*** Opening Entries supplied ***
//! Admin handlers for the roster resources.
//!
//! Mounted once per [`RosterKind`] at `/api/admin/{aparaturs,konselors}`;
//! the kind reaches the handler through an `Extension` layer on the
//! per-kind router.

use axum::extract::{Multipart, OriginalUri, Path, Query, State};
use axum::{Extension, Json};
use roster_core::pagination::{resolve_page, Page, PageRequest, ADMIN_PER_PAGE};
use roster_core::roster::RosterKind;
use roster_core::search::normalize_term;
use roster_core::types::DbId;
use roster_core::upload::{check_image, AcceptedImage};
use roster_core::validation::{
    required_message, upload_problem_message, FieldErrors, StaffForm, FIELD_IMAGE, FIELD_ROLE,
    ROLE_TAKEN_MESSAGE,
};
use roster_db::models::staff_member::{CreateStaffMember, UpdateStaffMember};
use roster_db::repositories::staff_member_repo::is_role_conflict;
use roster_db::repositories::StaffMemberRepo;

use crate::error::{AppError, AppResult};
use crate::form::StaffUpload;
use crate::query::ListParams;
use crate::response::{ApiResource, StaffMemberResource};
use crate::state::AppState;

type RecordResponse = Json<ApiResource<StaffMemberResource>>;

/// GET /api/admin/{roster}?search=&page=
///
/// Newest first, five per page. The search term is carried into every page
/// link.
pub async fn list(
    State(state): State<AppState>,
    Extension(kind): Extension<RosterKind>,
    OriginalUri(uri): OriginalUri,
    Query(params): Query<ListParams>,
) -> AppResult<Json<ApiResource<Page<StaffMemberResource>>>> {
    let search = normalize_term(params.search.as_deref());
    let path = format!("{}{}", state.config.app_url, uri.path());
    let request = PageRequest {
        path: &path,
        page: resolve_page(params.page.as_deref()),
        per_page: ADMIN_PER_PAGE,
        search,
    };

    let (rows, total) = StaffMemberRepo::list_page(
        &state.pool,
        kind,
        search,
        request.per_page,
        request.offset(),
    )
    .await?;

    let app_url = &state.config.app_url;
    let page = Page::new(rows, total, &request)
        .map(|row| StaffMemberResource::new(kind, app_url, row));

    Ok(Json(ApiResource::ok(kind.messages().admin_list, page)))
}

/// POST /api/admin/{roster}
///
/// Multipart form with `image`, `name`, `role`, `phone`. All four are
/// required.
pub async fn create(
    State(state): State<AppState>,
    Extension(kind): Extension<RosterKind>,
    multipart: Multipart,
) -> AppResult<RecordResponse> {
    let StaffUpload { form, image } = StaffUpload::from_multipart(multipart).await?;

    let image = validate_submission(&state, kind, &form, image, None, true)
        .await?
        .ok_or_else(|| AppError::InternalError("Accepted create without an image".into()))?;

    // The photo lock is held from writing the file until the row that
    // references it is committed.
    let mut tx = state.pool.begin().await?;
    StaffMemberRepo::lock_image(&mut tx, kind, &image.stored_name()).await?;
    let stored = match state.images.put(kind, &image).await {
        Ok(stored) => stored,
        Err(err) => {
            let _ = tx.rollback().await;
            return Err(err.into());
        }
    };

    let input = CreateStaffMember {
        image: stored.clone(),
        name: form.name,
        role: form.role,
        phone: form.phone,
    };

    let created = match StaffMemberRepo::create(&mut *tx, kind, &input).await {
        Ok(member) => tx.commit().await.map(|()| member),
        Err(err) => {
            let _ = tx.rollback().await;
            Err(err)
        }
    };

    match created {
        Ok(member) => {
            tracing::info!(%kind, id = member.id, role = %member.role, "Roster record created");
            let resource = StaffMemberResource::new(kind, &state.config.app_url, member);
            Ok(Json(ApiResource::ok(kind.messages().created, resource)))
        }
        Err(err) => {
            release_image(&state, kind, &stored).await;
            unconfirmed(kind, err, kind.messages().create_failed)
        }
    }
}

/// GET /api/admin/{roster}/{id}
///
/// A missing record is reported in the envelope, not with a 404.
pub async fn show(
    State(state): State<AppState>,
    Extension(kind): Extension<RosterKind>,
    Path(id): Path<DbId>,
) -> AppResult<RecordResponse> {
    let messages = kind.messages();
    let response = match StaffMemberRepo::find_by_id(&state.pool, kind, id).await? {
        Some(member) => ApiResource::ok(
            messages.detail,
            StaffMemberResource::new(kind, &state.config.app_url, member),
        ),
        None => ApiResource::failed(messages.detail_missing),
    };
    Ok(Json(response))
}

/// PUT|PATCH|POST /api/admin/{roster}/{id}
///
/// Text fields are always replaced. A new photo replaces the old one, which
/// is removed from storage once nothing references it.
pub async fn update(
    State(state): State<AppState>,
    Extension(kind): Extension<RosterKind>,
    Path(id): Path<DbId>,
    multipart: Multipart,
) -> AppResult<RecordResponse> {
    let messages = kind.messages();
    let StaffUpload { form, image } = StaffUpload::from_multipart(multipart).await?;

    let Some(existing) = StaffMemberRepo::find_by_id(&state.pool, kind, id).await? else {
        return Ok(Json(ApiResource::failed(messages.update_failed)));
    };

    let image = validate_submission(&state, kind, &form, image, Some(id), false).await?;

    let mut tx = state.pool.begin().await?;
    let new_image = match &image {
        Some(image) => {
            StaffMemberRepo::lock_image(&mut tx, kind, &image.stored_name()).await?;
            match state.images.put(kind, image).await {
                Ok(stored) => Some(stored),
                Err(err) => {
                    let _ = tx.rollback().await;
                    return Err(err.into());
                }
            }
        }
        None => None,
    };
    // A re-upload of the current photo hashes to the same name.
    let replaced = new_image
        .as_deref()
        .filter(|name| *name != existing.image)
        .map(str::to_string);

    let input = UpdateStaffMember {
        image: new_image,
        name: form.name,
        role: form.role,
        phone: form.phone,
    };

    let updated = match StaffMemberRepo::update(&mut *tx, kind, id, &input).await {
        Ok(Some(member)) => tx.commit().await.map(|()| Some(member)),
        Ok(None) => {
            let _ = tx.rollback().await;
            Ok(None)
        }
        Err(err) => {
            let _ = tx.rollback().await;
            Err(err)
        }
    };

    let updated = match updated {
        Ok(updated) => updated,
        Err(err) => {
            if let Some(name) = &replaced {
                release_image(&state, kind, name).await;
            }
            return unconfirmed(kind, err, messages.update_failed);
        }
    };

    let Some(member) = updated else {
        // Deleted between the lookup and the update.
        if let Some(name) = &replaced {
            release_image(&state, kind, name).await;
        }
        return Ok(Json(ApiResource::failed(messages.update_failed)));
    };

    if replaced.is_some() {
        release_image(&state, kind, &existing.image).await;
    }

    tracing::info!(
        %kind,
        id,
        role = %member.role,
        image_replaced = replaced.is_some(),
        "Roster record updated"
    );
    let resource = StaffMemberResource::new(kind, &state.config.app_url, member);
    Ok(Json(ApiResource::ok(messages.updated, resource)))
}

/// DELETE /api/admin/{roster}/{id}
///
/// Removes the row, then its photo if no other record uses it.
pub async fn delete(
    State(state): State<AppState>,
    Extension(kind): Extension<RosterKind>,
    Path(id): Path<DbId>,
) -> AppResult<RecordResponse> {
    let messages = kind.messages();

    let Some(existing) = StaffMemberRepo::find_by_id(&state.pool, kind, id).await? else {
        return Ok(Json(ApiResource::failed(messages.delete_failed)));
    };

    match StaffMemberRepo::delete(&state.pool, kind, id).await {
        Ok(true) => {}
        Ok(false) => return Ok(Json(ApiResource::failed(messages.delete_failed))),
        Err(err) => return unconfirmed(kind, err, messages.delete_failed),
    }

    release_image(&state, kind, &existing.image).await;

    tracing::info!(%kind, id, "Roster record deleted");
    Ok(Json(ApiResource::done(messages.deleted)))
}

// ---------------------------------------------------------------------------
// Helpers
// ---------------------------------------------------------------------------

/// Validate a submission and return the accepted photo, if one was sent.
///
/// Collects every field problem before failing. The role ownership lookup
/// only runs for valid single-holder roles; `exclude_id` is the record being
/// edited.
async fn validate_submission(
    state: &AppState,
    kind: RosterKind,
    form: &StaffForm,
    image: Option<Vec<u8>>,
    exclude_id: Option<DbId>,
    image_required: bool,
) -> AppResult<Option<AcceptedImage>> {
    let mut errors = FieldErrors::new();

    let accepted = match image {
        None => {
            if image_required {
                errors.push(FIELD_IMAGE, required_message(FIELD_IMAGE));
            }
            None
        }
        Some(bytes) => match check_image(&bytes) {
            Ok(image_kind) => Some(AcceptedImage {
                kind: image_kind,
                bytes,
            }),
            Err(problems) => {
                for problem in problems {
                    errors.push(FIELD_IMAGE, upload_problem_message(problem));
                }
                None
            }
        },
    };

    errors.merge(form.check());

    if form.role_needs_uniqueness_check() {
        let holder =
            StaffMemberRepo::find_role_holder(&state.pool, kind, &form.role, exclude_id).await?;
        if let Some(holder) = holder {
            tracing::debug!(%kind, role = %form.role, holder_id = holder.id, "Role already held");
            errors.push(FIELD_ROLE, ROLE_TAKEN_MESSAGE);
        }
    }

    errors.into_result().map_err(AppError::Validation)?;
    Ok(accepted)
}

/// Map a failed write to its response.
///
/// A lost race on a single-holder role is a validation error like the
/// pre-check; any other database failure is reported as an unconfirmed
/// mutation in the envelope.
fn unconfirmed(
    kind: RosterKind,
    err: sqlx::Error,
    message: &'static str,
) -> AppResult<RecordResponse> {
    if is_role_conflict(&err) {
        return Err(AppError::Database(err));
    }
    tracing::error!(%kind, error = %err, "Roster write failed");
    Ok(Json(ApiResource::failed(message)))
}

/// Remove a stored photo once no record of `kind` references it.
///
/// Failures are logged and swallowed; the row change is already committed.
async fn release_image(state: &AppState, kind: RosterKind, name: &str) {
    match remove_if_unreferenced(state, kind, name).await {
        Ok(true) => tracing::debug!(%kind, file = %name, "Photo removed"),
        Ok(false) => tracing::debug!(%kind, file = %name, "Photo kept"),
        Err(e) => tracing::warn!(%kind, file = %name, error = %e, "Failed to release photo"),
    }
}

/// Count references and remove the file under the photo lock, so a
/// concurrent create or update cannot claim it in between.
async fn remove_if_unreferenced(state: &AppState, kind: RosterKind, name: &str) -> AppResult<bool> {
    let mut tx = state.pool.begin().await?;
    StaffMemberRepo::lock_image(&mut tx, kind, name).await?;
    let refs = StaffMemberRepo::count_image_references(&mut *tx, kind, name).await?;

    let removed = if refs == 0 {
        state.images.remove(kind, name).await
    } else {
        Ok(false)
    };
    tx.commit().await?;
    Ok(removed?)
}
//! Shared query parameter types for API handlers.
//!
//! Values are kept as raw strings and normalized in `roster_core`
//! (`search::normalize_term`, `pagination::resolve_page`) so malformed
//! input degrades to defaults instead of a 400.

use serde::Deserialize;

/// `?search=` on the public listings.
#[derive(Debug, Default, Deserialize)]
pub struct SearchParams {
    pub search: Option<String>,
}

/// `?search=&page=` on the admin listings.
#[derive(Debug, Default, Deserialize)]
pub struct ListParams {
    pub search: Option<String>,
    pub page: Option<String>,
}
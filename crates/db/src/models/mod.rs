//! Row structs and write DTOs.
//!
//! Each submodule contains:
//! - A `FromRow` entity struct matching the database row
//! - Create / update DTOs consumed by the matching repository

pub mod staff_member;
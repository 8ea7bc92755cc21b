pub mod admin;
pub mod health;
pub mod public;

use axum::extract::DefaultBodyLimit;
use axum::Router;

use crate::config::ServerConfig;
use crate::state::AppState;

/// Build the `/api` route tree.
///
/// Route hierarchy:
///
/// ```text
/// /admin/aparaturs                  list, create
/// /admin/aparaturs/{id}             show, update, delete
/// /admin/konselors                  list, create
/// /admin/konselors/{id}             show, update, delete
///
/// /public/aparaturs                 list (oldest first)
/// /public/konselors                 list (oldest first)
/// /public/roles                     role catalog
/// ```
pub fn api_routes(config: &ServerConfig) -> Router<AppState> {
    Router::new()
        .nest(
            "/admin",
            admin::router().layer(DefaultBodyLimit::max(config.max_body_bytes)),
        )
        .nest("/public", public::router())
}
*** Closing Entries supplied ***
Task prompt
Set down exactly the lines above that run from the start of the listing to the line with "use crate::query::ListParams;". Leave out every later line.

Written solution
//! Admin handlers for the roster resources.
//!
//! Mounted once per [`RosterKind`] at `/api/admin/{aparaturs,konselors}`;
//! the kind reaches the handler through an `Extension` layer on the
//! per-kind router.

use axum::extract::{Multipart, OriginalUri, Path, Query, State};
use axum::{Extension, Json};
use roster_core::pagination::{resolve_page, Page, PageRequest, ADMIN_PER_PAGE};
use roster_core::roster::RosterKind;
use roster_core::search::normalize_term;
use roster_core::types::DbId;
use roster_core::upload::{check_image, AcceptedImage};
use roster_core::validation::{
    required_message, upload_problem_message, FieldErrors, StaffForm, FIELD_IMAGE, FIELD_ROLE,
    ROLE_TAKEN_MESSAGE,
};
use roster_db::models::staff_member::{CreateStaffMember, UpdateStaffMember};
use roster_db::repositories::staff_member_repo::is_role_conflict;
use roster_db::repositories::StaffMemberRepo;

use crate::error::{AppError, AppResult};
use crate::form::StaffUpload;
use crate::query::ListParams;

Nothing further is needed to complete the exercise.